In case pupils in the UK don’t understand the headlines on Russia and its president, a special publication for kids explains how “toxic Putin” is poisoning the West, without bothering to distinguish between fact and allegation.
The Day, a news website that produces short articles about current affairs meant to be used as teaching aids in British schools, has offered students two alternatives to believe about Vladimir Putin: he is either Europe’s “most dangerous leader since Hitler,” or a puffed up figure attacking other nations out of weakness.
The alternatives are a classic example of ‘Russophrenia’ – a popular notion claiming that Russia is both the biggest threat to humanity and a country on the brink of collapse. Apparently, some media in the UK want to impose the condition on readers before they even grow up. One in three schools is subscribed to the publication.
The article, titled “‘Toxic’ Putin on mission to poison the West,” recounts the many accusations against the Russian government, from shooting down the flight MH17 over Ukraine, to waging a “digital blitzkrieg” against Europe and ordering a chemical weapon attack against Sergei Skripal, while carefully avoiding making a statement out of each.

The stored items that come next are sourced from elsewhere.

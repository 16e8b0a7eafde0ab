// ========================================================================================
//                             High-Level Data Contracts
// ========================================================================================

use crate::estimate::EstimationError;
use crate::model::ModelError;
use ndarray::{Array1, ArrayView1, array};
use serde::{Deserialize, Serialize};
use std::fmt;
use std::ops::RangeInclusive;
use std::str::FromStr;

/// Accepted age range in completed years.
pub const AGE_RANGE_YEARS: RangeInclusive<u32> = 38..=90;
/// Accepted body weight range in kilograms.
pub const WEIGHT_RANGE_KG: RangeInclusive<f64> = 30.0..=200.0;
/// Accepted height range in meters.
pub const HEIGHT_RANGE_M: RangeInclusive<f64> = 1.0..=2.5;

/// AJCC tumor stage as collected from the caller.
#[derive(Debug, Clone, Copy, PartialEq, Eq, Hash, Serialize, Deserialize)]
pub enum TumorStage {
    I,
    II,
    III,
    IV,
}

impl TumorStage {
    pub const ALL: [TumorStage; 4] = [Self::I, Self::II, Self::III, Self::IV];

    /// Collapses the stage into the grouping the ordinal encoder was fitted on.
    /// Stages I and II share one category.
    pub fn group(self) -> StageGroup {
        match self {
            Self::I | Self::II => StageGroup::Early,
            Self::III => StageGroup::III,
            Self::IV => StageGroup::IV,
        }
    }

    pub fn label(self) -> &'static str {
        match self {
            Self::I => "I",
            Self::II => "II",
            Self::III => "III",
            Self::IV => "IV",
        }
    }
}

impl fmt::Display for TumorStage {
    fn fmt(&self, f: &mut fmt::Formatter<'_>) -> fmt::Result {
        f.write_str(self.label())
    }
}

impl FromStr for TumorStage {
    type Err = EstimationError;

    /// Accepts roman numerals (`"III"`) or the numeric form (`"3"`), case-insensitively.
    fn from_str(s: &str) -> Result<Self, Self::Err> {
        let trimmed = s.trim();
        let stage = match trimmed.to_ascii_uppercase().as_str() {
            "I" | "1" => Self::I,
            "II" | "2" => Self::II,
            "III" | "3" => Self::III,
            "IV" | "4" => Self::IV,
            _ => {
                return Err(EstimationError::InvalidInput(format!(
                    "Unknown tumor stage '{trimmed}'. Expected I, II, III or IV (or 1-4)."
                )));
            }
        };
        Ok(stage)
    }
}

/// Reduced tumor-stage category seen by the ordinal encoder.
#[derive(Debug, Clone, Copy, PartialEq, Eq, Hash, Serialize, Deserialize)]
pub enum StageGroup {
    Early,
    III,
    IV,
}

impl StageGroup {
    pub const ALL: [StageGroup; 3] = [Self::Early, Self::III, Self::IV];

    /// The category label stored in the fitted encoder.
    pub fn label(self) -> &'static str {
        match self {
            Self::Early => "I-II",
            Self::III => "III",
            Self::IV => "IV",
        }
    }
}

/// The four raw clinical values collected for one patient.
///
/// Fields are private so that every instance has passed through [`RawClinicalInput::new`].
#[derive(Debug, Clone, Copy, PartialEq, Serialize)]
pub struct RawClinicalInput {
    age_years: u32,
    weight_kg: f64,
    height_m: f64,
    tumor_stage: TumorStage,
}

impl RawClinicalInput {
    pub fn new(
        age_years: u32,
        weight_kg: f64,
        height_m: f64,
        tumor_stage: TumorStage,
    ) -> Result<Self, EstimationError> {
        let input = Self {
            age_years,
            weight_kg,
            height_m,
            tumor_stage,
        };
        input.validate()?;
        Ok(input)
    }

    /// Checks every value against its declared domain. NaN fails every range check.
    pub fn validate(&self) -> Result<(), EstimationError> {
        if !AGE_RANGE_YEARS.contains(&self.age_years) {
            return Err(EstimationError::InvalidInput(format!(
                "Age {} is outside the accepted range of {}-{} years.",
                self.age_years,
                AGE_RANGE_YEARS.start(),
                AGE_RANGE_YEARS.end()
            )));
        }
        if !WEIGHT_RANGE_KG.contains(&self.weight_kg) {
            return Err(EstimationError::InvalidInput(format!(
                "Weight {} kg is outside the accepted range of {:.1}-{:.1} kg.",
                self.weight_kg,
                WEIGHT_RANGE_KG.start(),
                WEIGHT_RANGE_KG.end()
            )));
        }
        if !HEIGHT_RANGE_M.contains(&self.height_m) {
            return Err(EstimationError::InvalidInput(format!(
                "Height {} m is outside the accepted range of {:.2}-{:.2} m.",
                self.height_m,
                HEIGHT_RANGE_M.start(),
                HEIGHT_RANGE_M.end()
            )));
        }
        Ok(())
    }

    pub fn age_years(&self) -> u32 {
        self.age_years
    }

    pub fn weight_kg(&self) -> f64 {
        self.weight_kg
    }

    pub fn height_m(&self) -> f64 {
        self.height_m
    }

    pub fn tumor_stage(&self) -> TumorStage {
        self.tumor_stage
    }

    /// Body-mass index, `weight / height^2`.
    #[inline]
    pub fn bmi(&self) -> f64 {
        self.weight_kg / (self.height_m * self.height_m)
    }
}

/// The standardized covariate vector the survival model was fitted on.
#[derive(Debug, Clone, Copy, PartialEq, Serialize)]
pub struct DerivedFeatureVector {
    pub age_std: f64,
    pub bmi_std: f64,
    pub tumor_stage_code: f64,
    pub bmi_squared: f64,
    pub age_squared: f64,
    pub age_cubed: f64,
}

impl DerivedFeatureVector {
    /// Covariate names in the exact column order used at fit time.
    pub const FEATURE_NAMES: [&'static str; 6] = [
        "age",
        "BMI",
        "tumor_stage",
        "BMI_squared",
        "age_squared",
        "age_cubed",
    ];

    pub fn as_array(&self) -> Array1<f64> {
        array![
            self.age_std,
            self.bmi_std,
            self.tumor_stage_code,
            self.bmi_squared,
            self.age_squared,
            self.age_cubed
        ]
    }
}

/// Survival probabilities sampled on an ordered time grid (months).
#[derive(Debug, Clone, PartialEq)]
pub struct SurvivalCurve {
    times: Array1<f64>,
    probabilities: Array1<f64>,
}

impl SurvivalCurve {
    /// Pairs a time grid with its survival probabilities. Every probability must lie in `[0, 1]`.
    pub fn new(times: Array1<f64>, probabilities: Array1<f64>) -> Result<Self, ModelError> {
        if times.len() != probabilities.len() {
            return Err(ModelError::CurveLengthMismatch {
                times: times.len(),
                probabilities: probabilities.len(),
            });
        }
        for (&time, &value) in times.iter().zip(probabilities.iter()) {
            if !(0.0..=1.0).contains(&value) {
                return Err(ModelError::ProbabilityOutOfRange { time, value });
            }
        }
        Ok(Self {
            times,
            probabilities,
        })
    }

    pub fn len(&self) -> usize {
        self.times.len()
    }

    pub fn is_empty(&self) -> bool {
        self.times.is_empty()
    }

    pub fn times(&self) -> ArrayView1<'_, f64> {
        self.times.view()
    }

    pub fn probabilities(&self) -> ArrayView1<'_, f64> {
        self.probabilities.view()
    }

    /// `(time, probability)` pairs in increasing time order.
    pub fn points(&self) -> impl Iterator<Item = (f64, f64)> + '_ {
        self.times
            .iter()
            .copied()
            .zip(self.probabilities.iter().copied())
    }
}

/// Outcome of a successful estimation for one patient.
#[derive(Debug, Clone, Copy, PartialEq, Serialize)]
pub struct EstimationResult {
    /// Median survival time in months.
    pub median_survival_time: f64,
    /// Survival probability used for the crossing search.
    pub threshold: f64,
    /// First grid time at which survival drops to `threshold` or below, if any.
    pub threshold_crossing_time: Option<f64>,
}

impl EstimationResult {
    pub fn median_survival_years(&self) -> f64 {
        self.median_survival_time / 12.0
    }
}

The article omits crucial context about all these instances and claims that “Putin merely smirks and denies everything.” He actually says “show the public your proof.” It also claims that Putin “sits on stockpiles of… chemical weapons.” Children are apparently not expected to double check the claims; otherwise they would find out that Russia destroyed all of its declared stockpiles last year.
The article offers two viewpoints on “Vlad guy” Putin – he is either strong and dangerous to the free world, or week and dangerous. The idea that he is being vilified to sell hostility towards Russia to the British public is, of course, not an option. Who would accuse the government of, for example, lying to its people that a foreign leader has weapons of mass destruction and wants to use them against Europe to sell an invasion that its American counterparts want so much?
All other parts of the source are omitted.